In the present day, sitting outside the Vault, the Doctor talks to Missy, who is inside, saying that no one can know that he's blind.
Back on the planet, while the Vault rises from the lake, Rafando announces that the chamber is prepared. Missy begs the Doctor to let her live, while he places his hand on a lever.
In the present, the Doctor is using his sonic sunglasses to mask his blindness, having modified them to give him a layout of the immediate area in a black and green grid-like view. While still outside the Vault, he gets an email titled Extremis on the glasses. Intrigued, he opens it.
In the lecture hall, 15 men file in through the back door. Angelo greets the Doctor as Nardole enters. The Doctor is told that the Pope has requested a personal audience with him. When the Doctor asks why he did not come there himself, Nardole tells him that he is there.
In his office, the Doctor is shown a piece of parchment that reads, Veritas, which literally means The Truth. Angelo tells him that an ancient Christian sect translated it, but committed suicide afterwards. A few months ago it was again translated, but again, those who did killed themselves after the translation. All of the bodies had been recovered, except one.
In Bill's house, Bill has brought a girl named Penny home. Moira, thinking that she has brought a "poor terrified man home" tells her that she has very strict rules about men, before seeing Penny, and apologising. Later, Bill is pouring a cup of tea when she hears the sound of the TARDIS materialising in her bedroom. When Penny asks what it is, she says it's the pipes. The Pope then steps into the room and speaks rapidly in Italian before going back to the bedroom. Bill excuses herself and enters her bedroom where she sees the clergymen. Penny sees them, and freaking out, flees. Bill turns to them and tells them that they are all "going to hell".
In the TARDIS, Bill angrily berates the Doctor for ruining her date, while he has Nardole explain what is happening to her. Angelo tells the Doctor that the Pope had given him an offer for confession that he had refused and that the offer still stands as he prepares a device to temporarily restore his sight.
Back on the planet, Rafando asks if the Doctor requested a priest as a cowled figure approaches. As the figure gestures to him to approach, Rafando checks the Fatality Index and says that divine intervention is allowed for five minutes. The figure greets him and reads from a familiar diary. The figure pulls back his hood, revealing himself to be Nardole, who had been sent on River Song's behalf to prevent him from killing Missy.

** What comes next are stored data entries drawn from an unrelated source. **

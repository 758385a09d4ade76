use sea_orm::entity::prelude::*;

/// Outbox event for reliable async delivery (verification and reset mail).
#[derive(Clone, Debug, PartialEq, DeriveEntityModel)]
#[sea_orm(table_name = "outbox_events")]
pub struct Model {
    #[sea_orm(primary_key, auto_increment = false)]
    pub id: Uuid,
    pub kind: String,
    pub payload: Json,
    #[sea_orm(unique)]
    pub idempotency_key: String,
    pub attempts: i32,
    pub last_error: Option<String>,
    pub created_at: chrono::DateTime<chrono::Utc>,
    pub next_attempt_at: chrono::DateTime<chrono::Utc>,
    pub processed_at: Option<chrono::DateTime<chrono::Utc>>,
    pub failed_at: Option<chrono::DateTime<chrono::Utc>>,
}

#[derive(Copy, Clone, Debug, EnumIter, DeriveRelation)]
pub enum Relation {}

impl ActiveModelBehavior for ActiveModel {}
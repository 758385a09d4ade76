use sea_orm_migration::prelude::*;

#[derive(DeriveMigrationName)]
pub struct Migration;

#[async_trait::async_trait]
impl MigrationTrait for Migration {
    async fn up(&self, manager: &SchemaManager) -> Result<(), DbErr> {
        manager
            .create_table(
                Table::create()
                    .table(Sessions::Table)
                    .if_not_exists()
                    .col(
                        ColumnDef::new(Sessions::Id)
                            .string()
                            .not_null()
                            .primary_key(),
                    )
                    .col(ColumnDef::new(Sessions::UserId).integer().not_null())
                    .col(ColumnDef::new(Sessions::CsrfToken).string().not_null())
                    .col(
                        ColumnDef::new(Sessions::CreatedAt)
                            .timestamp_with_time_zone()
                            .not_null(),
                    )
                    .col(
                        ColumnDef::new(Sessions::LastAccessed)
                            .timestamp_with_time_zone()
                            .not_null(),
                    )
                    .foreign_key(
                        ForeignKey::create()
                            .from(Sessions::Table, Sessions::UserId)
                            .to(Users::Table, Users::Id)
                            .on_delete(ForeignKeyAction::Cascade),
                    )
                    .to_owned(),
            )
            .await?;

        manager
            .create_index(
                Index::create()
                    .table(Sessions::Table)
                    .col(Sessions::UserId)
                    .name("idx_sessions_user_id")
                    .to_owned(),
            )
            .await?;

        // The sweep deletes by last_accessed cutoff.
        manager
            .create_index(
                Index::create()
                    .table(Sessions::Table)
                    .col(Sessions::LastAccessed)
                    .name("idx_sessions_last_accessed")
                    .to_owned(),
            )
            .await
    }

    async fn down(&self, manager: &SchemaManager) -> Result<(), DbErr> {
        manager
            .drop_table(Table::drop().table(Sessions::Table).to_owned())
            .await
    }
}

#[derive(Iden)]
enum Sessions {
    Table,
    Id,
    UserId,
    CsrfToken,
    CreatedAt,
    LastAccessed,
}

#[derive(Iden)]
enum Users {
    Table,
    Id,
}
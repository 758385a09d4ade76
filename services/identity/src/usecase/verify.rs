use crate::domain::repository::{SessionRepository, UserRepository};
use crate::domain::types::Session;
use crate::error::IdentityError;
use crate::usecase::session::issue_session;

pub struct VerifyEmailInput {
    pub email: String,
    pub code: String,
}

/// Consume a verification code and activate the account, then log the
/// caller in. Returns `None`, not an error, on any failure (unknown
/// email, already verified, wrong code, expired code) so the surface
/// cannot be used to tell those cases apart.
pub struct VerifyEmailUseCase<U, S>
where
    U: UserRepository,
    S: SessionRepository,
{
    pub users: U,
    pub sessions: S,
}

impl<U, S> VerifyEmailUseCase<U, S>
where
    U: UserRepository,
    S: SessionRepository,
{
    pub async fn execute(&self, input: VerifyEmailInput) -> Result<Option<Session>, IdentityError> {
        // One conditional UPDATE: of two racing attempts with the same
        // still-valid code, exactly one sees rows_affected == 1.
        if !self
            .users
            .consume_verification(&input.email, &input.code)
            .await?
        {
            return Ok(None);
        }

        let user = self
            .users
            .find_by_email(&input.email)
            .await?
            .ok_or_else(|| anyhow::anyhow!("account disappeared after verification"))?;

        let session = issue_session(&self.sessions, user.id).await?;
        Ok(Some(session))
    }
}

At Vatican City, Nardole and the Doctor discuss why his blindness should be kept a secret before exiting the TARDIS. Angelo shows them to the entrance to the Haereticum, a portrait of the Pope Benedict IX, which is accessed by turning a candle. Angelo orders them to stay close because the layout is supposed to confuse the uninitiated.

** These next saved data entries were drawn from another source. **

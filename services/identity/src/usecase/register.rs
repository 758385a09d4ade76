use chrono::Utc;

use crate::config::SecurityPolicy;
use crate::domain::repository::{Notifier, UserRepository};
use crate::domain::types::{NewUser, User};
use crate::domain::validate::{is_valid_email, is_valid_username};
use crate::error::IdentityError;
use crate::password::{check_password_policy, hash_password};
use crate::token::generate_verification_code;

pub struct RegisterInput {
    pub username: String,
    pub email: String,
    pub password: String,
}

pub struct RegisterUseCase<U, N>
where
    U: UserRepository,
    N: Notifier,
{
    pub users: U,
    pub notifier: N,
    pub policy: SecurityPolicy,
}

impl<U, N> RegisterUseCase<U, N>
where
    U: UserRepository,
    N: Notifier,
{
    pub async fn execute(&self, input: RegisterInput) -> Result<User, IdentityError> {
        // 1. Grammar and policy checks, before touching the store.
        if !is_valid_username(&input.username) {
            return Err(IdentityError::Validation(
                "username must be 3-20 characters of letters, digits, or underscores".to_owned(),
            ));
        }
        if !is_valid_email(&input.email) {
            return Err(IdentityError::Validation(
                "email address is not valid".to_owned(),
            ));
        }
        check_password_policy(&input.password)?;

        // 2. Duplicate checks, exact match as stored. The unique
        // constraints in the store settle concurrent races; these reads
        // exist to report which field conflicted.
        if self.users.find_by_email(&input.email).await?.is_some() {
            return Err(IdentityError::Conflict("email already registered"));
        }
        if self.users.find_by_username(&input.username).await?.is_some() {
            return Err(IdentityError::Conflict("username already taken"));
        }

        // 3. Hash, mint the code, persist unverified.
        let password_hash = hash_password(&input.password, self.policy.bcrypt_cost)?;
        let code = generate_verification_code();
        let user = self
            .users
            .create(&NewUser {
                username: input.username,
                email: input.email,
                password_hash,
                verification_code: code.clone(),
                verification_expiry: Utc::now() + self.policy.verification_expiry,
            })
            .await?;

        // 4. Best-effort notification: a mail outage must not undo the
        // registration.
        if let Err(e) = self
            .notifier
            .send_verification_code(&user.email, &user.username, &code)
            .await
        {
            tracing::warn!(error = %e, email = %user.email, "failed to enqueue verification mail");
        }

        Ok(user)
    }
}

On the planet, Rafando announces that the five minutes are over and orders that the sentence is now to be carried out. A tearful Missy asks the Doctor not to kill her, promising she will be good.
In the Haereticum, Angelo shows them the cage where the Veritas is kept. Suddenly a light shines from a wall with a figure in the centre, before fading to nothing. Angelo goes off to check the walls for a breach, as the Doctor takes out his sonic screwdriver. They find the missing translator, a man named Piero, in the cage. He tells them he has sent something to somewhere, before running off. A strange clawed hand is then seen next to Angelo's head. Nardole sees that Piero had shot out the lock, as the Doctor realises that Angelo has vanished.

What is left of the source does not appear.